TO DO =>
Each line from the opening of the records that follow to the line with "use evolve::state::RuntimeState;" needs to be written out exactly. Add nothing.

EXTRACTED RECORDS =>
----

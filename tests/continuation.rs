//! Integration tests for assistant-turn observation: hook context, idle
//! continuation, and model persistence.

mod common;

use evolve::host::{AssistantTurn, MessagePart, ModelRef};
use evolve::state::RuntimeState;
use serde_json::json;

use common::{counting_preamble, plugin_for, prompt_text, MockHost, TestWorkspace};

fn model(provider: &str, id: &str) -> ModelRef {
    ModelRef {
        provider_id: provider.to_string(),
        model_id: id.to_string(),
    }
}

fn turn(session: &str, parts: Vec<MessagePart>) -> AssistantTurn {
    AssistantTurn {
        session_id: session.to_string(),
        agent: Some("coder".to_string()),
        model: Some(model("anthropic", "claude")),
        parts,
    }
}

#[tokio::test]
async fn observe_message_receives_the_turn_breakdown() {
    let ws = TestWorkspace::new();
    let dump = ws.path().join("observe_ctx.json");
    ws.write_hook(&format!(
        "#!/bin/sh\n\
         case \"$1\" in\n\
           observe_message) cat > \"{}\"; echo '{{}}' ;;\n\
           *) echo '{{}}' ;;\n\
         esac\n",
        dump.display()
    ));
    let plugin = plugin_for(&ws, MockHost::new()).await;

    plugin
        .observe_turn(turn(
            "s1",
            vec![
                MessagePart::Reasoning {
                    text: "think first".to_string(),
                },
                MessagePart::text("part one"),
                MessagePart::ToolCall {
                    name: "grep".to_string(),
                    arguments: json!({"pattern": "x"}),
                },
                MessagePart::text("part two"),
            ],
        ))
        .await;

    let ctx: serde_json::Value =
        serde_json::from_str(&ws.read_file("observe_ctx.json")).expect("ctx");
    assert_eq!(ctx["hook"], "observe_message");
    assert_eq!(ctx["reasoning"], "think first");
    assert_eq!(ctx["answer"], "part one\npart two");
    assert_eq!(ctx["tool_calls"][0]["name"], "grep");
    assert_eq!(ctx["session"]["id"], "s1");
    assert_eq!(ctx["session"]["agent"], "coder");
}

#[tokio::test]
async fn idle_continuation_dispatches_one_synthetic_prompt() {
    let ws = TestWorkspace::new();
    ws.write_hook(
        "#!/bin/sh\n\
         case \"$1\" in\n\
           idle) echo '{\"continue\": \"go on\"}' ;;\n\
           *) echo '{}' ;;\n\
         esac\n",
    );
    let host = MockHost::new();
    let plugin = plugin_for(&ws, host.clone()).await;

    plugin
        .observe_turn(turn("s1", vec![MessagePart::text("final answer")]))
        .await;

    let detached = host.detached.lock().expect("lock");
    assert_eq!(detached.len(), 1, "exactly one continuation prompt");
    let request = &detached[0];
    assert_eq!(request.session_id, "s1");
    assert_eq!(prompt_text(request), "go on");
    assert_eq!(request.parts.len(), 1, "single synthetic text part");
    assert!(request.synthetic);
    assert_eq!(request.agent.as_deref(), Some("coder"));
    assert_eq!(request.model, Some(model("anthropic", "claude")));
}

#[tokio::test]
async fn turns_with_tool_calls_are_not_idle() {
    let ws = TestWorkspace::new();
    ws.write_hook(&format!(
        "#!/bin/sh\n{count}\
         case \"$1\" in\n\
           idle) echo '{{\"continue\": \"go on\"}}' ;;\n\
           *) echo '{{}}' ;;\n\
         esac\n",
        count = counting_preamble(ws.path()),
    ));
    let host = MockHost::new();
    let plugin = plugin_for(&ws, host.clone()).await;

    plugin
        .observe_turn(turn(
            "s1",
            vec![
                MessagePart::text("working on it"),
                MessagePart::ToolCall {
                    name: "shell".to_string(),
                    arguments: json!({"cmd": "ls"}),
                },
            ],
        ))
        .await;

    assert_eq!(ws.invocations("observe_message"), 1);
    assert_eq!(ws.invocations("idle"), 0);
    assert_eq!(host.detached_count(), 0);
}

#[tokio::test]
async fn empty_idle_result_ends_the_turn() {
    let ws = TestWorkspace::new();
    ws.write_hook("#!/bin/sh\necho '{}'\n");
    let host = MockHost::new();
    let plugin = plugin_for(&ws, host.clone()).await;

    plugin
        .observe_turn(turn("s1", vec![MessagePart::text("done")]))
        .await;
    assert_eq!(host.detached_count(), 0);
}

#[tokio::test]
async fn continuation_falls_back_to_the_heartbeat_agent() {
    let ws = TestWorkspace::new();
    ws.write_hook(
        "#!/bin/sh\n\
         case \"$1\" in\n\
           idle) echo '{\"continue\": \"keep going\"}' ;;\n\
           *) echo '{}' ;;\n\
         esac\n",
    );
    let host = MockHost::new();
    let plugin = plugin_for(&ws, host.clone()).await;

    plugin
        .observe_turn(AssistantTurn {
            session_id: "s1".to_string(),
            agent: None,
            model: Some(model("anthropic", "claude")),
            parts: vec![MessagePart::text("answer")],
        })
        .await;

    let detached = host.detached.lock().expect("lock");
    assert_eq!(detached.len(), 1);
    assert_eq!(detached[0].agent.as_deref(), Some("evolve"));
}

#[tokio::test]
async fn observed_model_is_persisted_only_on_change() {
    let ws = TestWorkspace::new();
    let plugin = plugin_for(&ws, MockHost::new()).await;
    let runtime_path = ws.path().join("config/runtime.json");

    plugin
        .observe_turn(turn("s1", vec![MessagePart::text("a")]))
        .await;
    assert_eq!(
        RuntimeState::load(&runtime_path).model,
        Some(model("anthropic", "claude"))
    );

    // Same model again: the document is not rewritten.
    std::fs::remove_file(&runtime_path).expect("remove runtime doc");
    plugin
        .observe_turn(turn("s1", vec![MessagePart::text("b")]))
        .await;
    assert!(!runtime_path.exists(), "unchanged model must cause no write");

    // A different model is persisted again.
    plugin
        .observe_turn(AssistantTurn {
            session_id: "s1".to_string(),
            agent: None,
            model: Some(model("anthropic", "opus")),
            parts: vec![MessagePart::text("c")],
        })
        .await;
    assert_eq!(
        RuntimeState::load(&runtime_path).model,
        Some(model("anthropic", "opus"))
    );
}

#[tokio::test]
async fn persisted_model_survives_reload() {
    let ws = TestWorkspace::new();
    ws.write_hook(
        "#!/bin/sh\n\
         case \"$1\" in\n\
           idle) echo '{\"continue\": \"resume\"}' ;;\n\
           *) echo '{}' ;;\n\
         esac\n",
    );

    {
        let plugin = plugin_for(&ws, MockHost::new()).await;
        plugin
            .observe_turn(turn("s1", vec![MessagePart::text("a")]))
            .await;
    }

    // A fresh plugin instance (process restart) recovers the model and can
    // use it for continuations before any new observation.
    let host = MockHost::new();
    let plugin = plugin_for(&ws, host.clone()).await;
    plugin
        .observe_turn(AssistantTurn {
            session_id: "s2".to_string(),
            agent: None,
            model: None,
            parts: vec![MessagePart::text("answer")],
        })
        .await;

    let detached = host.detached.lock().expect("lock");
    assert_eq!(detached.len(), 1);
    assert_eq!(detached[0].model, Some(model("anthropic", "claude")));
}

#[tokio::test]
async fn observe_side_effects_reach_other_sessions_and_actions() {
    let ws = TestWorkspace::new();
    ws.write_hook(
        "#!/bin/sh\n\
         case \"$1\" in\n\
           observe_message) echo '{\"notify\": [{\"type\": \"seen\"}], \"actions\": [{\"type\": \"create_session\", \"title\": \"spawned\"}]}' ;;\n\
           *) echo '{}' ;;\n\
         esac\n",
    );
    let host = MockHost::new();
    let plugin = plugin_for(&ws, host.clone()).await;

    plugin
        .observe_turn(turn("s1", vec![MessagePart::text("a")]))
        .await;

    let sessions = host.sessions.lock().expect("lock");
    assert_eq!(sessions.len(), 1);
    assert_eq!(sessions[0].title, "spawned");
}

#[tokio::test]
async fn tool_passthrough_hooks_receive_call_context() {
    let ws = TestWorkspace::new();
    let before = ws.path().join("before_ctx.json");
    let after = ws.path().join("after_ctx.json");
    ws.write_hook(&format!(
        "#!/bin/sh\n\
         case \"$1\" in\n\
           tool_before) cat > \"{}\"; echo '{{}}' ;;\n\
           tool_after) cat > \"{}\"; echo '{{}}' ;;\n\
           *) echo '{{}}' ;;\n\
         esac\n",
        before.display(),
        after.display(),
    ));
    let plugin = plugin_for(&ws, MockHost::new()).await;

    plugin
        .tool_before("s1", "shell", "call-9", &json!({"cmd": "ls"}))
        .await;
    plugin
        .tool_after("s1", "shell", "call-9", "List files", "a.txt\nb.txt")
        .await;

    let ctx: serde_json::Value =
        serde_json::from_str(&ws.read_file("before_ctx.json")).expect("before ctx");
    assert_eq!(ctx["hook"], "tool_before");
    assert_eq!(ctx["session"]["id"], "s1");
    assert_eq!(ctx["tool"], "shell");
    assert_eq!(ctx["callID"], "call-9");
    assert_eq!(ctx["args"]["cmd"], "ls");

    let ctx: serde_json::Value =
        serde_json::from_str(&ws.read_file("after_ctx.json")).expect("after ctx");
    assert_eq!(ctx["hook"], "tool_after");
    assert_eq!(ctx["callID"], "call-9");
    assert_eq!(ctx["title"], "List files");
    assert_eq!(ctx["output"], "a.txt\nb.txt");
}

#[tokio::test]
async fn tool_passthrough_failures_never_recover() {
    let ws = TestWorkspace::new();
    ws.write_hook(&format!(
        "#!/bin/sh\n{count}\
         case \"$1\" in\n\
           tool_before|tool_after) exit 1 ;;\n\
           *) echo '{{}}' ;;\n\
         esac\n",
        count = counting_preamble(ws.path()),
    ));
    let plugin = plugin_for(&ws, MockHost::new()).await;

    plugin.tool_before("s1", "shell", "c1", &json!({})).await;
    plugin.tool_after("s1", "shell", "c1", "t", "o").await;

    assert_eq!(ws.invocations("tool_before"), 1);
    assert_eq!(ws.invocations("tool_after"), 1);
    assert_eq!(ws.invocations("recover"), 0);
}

----

RESPONSE AREA =>
filename tests/continuation.rs
//! Integration tests for assistant-turn observation: hook context, idle
//! continuation, and model persistence.

mod common;

use evolve::host::{AssistantTurn, MessagePart, ModelRef};
use evolve::state::RuntimeState;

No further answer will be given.